#### GIVEN DATA:
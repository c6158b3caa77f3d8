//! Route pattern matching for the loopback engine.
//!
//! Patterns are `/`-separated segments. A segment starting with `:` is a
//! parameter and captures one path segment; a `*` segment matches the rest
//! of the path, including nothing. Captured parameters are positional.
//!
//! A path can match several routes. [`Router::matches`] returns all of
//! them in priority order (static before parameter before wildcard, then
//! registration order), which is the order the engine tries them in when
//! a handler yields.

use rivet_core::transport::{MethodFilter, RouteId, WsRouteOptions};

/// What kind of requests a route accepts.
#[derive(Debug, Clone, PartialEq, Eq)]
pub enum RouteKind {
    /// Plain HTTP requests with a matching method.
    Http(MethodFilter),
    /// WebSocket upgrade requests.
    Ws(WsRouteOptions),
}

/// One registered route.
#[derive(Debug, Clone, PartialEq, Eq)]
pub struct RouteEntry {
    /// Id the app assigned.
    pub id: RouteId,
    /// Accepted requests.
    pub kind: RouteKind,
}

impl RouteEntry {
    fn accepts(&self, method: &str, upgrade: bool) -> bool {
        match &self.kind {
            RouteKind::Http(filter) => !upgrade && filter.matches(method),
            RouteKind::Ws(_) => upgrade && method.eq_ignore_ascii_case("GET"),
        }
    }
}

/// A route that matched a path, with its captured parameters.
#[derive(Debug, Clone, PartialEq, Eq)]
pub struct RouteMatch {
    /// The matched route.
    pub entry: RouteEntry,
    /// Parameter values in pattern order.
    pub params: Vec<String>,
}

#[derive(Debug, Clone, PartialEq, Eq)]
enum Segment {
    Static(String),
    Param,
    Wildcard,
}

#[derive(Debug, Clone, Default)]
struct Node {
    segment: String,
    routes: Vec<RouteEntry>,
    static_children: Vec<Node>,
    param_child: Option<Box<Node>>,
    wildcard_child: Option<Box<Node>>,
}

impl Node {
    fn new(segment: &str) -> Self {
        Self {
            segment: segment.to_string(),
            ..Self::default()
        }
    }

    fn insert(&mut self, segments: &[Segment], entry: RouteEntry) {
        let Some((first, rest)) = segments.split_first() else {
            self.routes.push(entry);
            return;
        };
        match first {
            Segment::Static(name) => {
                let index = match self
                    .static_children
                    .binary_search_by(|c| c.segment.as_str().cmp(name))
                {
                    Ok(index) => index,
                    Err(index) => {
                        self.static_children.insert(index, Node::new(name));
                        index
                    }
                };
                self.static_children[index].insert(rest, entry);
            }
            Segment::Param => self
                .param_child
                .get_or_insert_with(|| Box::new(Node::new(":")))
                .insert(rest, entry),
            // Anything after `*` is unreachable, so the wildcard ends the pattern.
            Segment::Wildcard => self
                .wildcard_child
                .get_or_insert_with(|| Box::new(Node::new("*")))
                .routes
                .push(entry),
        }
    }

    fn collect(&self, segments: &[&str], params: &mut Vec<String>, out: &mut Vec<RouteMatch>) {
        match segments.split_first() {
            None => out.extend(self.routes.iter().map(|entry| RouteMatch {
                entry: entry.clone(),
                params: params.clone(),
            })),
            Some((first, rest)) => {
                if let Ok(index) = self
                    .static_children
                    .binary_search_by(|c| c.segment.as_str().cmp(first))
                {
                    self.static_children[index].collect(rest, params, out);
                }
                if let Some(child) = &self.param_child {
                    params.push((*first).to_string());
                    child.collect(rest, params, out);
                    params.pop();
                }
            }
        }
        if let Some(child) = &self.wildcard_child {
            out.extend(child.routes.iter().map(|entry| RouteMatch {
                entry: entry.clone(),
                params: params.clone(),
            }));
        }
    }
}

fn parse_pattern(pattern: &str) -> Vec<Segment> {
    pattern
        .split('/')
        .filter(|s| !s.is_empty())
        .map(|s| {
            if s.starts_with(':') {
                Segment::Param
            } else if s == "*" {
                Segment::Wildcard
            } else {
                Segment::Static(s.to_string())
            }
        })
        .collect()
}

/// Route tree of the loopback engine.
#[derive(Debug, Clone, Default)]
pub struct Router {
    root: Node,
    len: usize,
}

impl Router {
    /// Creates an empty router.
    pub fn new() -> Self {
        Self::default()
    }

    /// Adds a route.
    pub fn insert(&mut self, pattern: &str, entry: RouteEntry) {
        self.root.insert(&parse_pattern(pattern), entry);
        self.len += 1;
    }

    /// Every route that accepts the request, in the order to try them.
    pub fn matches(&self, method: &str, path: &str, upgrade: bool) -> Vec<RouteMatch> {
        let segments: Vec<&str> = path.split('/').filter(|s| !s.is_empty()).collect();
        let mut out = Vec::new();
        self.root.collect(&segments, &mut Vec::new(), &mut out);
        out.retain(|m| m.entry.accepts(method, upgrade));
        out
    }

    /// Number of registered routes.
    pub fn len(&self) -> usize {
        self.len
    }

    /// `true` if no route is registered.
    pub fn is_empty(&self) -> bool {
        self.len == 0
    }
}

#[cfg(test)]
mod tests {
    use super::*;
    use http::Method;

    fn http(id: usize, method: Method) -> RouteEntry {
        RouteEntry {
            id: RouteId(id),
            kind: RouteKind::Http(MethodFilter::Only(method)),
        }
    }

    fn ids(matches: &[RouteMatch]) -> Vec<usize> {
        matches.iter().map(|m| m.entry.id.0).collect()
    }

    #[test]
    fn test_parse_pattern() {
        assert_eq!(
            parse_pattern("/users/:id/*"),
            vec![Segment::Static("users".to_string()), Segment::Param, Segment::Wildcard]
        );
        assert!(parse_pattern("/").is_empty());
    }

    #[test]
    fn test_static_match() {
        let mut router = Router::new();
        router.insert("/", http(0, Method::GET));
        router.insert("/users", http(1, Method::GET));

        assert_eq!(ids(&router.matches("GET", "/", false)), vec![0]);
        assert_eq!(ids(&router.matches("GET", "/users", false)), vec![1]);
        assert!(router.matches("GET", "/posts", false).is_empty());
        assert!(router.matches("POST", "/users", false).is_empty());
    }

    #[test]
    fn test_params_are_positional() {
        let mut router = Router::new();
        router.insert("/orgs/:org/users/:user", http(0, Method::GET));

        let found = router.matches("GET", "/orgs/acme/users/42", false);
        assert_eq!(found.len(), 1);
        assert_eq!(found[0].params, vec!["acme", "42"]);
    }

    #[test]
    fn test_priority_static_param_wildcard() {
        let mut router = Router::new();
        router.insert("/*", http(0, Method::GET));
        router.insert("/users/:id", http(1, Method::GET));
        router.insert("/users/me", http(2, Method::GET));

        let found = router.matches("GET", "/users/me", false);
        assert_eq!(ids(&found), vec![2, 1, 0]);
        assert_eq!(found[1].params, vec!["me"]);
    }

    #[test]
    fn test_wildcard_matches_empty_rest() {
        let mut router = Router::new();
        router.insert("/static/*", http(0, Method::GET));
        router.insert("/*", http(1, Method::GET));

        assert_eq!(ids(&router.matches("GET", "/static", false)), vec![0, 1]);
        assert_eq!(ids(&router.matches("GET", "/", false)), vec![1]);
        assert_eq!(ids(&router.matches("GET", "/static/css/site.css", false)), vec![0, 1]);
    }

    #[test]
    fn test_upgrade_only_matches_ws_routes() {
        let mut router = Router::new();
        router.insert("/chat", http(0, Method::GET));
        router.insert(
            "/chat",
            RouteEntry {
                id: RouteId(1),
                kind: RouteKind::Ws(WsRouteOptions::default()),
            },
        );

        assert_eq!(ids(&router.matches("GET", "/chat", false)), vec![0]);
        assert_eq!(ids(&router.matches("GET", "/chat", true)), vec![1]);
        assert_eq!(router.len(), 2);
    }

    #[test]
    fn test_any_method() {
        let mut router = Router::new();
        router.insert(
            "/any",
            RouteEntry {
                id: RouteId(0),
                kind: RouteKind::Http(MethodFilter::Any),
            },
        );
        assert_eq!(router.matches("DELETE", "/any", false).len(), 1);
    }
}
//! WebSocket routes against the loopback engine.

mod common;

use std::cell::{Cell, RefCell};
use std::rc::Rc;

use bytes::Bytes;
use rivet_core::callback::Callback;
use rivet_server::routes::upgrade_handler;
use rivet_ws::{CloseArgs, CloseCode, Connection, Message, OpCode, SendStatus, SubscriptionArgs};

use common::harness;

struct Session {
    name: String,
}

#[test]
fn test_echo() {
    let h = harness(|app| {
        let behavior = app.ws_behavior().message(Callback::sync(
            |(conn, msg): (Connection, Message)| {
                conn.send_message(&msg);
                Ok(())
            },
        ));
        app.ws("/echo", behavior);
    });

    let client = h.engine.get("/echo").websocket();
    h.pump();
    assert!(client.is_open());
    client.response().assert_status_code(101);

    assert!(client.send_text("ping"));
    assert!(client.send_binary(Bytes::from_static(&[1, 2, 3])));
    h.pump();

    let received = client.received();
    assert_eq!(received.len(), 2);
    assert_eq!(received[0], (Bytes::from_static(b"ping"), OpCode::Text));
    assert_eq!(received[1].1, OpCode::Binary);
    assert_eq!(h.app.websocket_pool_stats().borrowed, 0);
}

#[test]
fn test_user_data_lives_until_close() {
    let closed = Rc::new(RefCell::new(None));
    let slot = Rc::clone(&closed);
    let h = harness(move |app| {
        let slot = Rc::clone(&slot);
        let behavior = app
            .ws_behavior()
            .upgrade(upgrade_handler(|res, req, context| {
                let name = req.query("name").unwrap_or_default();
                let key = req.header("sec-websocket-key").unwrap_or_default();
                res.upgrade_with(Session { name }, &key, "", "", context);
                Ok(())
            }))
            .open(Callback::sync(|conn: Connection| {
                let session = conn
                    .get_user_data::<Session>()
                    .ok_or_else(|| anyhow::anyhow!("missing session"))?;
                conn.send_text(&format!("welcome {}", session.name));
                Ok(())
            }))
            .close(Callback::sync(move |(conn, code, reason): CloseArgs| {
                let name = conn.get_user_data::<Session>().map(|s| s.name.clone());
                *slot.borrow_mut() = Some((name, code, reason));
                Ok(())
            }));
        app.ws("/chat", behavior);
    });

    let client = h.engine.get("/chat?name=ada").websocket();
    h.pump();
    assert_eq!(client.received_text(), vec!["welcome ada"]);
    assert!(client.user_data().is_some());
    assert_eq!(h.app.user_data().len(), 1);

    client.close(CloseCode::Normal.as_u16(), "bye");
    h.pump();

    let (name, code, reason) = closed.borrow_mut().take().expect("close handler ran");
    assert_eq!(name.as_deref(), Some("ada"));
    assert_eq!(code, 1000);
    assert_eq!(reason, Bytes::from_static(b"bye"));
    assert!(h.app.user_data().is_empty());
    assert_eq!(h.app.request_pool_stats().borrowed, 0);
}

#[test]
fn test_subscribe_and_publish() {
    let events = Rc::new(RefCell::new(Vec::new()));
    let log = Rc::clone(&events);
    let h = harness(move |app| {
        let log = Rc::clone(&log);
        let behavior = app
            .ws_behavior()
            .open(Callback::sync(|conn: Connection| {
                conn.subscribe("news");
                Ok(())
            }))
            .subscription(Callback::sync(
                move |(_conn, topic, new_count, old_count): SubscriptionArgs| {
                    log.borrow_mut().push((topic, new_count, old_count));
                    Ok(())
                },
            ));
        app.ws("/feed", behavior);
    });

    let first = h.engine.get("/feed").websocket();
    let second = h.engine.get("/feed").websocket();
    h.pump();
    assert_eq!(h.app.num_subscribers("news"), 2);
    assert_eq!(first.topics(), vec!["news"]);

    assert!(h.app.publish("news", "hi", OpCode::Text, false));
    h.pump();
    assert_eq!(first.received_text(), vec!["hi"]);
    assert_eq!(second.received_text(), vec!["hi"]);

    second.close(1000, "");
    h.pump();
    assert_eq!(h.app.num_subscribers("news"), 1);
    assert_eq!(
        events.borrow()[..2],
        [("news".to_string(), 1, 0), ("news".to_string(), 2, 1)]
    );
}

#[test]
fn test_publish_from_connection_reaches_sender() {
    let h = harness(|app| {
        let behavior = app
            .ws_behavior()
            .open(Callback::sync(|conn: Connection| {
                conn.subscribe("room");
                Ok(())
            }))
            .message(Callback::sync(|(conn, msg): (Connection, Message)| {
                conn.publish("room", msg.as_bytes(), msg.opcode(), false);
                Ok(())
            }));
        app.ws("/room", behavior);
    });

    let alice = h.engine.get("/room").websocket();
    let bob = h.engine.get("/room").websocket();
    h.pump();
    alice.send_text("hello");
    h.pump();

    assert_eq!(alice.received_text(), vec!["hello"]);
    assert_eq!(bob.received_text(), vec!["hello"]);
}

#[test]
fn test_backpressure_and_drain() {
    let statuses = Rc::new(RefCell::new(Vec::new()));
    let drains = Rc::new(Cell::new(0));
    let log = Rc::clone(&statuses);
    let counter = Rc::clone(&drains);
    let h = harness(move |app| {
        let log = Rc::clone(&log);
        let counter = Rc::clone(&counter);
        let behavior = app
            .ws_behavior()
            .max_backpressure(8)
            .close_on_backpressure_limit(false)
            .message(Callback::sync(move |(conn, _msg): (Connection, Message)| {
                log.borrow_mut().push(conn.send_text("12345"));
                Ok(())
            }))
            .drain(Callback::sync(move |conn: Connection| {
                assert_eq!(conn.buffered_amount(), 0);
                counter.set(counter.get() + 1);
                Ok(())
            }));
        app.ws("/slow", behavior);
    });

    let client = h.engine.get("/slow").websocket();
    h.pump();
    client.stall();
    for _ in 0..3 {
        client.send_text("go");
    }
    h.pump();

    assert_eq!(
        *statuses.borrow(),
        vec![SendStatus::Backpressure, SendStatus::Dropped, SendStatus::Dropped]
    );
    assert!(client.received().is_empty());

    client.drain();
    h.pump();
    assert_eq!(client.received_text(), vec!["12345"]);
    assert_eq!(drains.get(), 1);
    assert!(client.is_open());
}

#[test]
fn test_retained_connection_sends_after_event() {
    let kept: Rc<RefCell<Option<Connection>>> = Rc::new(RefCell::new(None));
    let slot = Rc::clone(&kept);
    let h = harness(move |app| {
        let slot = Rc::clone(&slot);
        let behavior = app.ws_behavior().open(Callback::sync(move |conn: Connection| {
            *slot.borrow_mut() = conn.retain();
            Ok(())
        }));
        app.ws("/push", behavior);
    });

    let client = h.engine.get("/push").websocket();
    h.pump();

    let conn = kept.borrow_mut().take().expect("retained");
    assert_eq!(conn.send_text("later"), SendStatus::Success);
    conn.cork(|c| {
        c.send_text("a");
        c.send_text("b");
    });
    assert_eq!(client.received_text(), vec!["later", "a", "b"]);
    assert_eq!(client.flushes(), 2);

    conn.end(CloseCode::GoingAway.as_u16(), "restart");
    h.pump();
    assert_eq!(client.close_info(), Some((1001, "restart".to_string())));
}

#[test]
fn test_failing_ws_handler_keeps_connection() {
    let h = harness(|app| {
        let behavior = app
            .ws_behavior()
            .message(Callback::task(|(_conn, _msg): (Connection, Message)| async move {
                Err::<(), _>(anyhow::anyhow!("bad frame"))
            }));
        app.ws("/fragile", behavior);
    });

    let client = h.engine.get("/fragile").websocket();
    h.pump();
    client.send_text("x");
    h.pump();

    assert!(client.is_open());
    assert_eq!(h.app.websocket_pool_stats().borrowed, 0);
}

#### WHAT YOU ARE ASKED TO DO:
Looking at the material above, please copy exactly every line from its first line through the line containing "its captured parameters.", with both ends included and nothing else.

#### WRITTEN ANSWER:
repository c6158b3caa77f3d8
//! Route pattern matching for the loopback engine.
//!
//! Patterns are `/`-separated segments. A segment starting with `:` is a
//! parameter and captures one path segment; a `*` segment matches the rest
//! of the path, including nothing. Captured parameters are positional.
//!
//! A path can match several routes. [`Router::matches`] returns all of
//! them in priority order (static before parameter before wildcard, then
//! registration order), which is the order the engine tries them in when
//! a handler yields.

use rivet_core::transport::{MethodFilter, RouteId, WsRouteOptions};

/// What kind of requests a route accepts.
#[derive(Debug, Clone, PartialEq, Eq)]
pub enum RouteKind {
    /// Plain HTTP requests with a matching method.
    Http(MethodFilter),
    /// WebSocket upgrade requests.
    Ws(WsRouteOptions),
}

/// One registered route.
#[derive(Debug, Clone, PartialEq, Eq)]
pub struct RouteEntry {
    /// Id the app assigned.
    pub id: RouteId,
    /// Accepted requests.
    pub kind: RouteKind,
}

impl RouteEntry {
    fn accepts(&self, method: &str, upgrade: bool) -> bool {
        match &self.kind {
            RouteKind::Http(filter) => !upgrade && filter.matches(method),
            RouteKind::Ws(_) => upgrade && method.eq_ignore_ascii_case("GET"),
        }
    }
}

/// A route that matched a path, with its captured parameters.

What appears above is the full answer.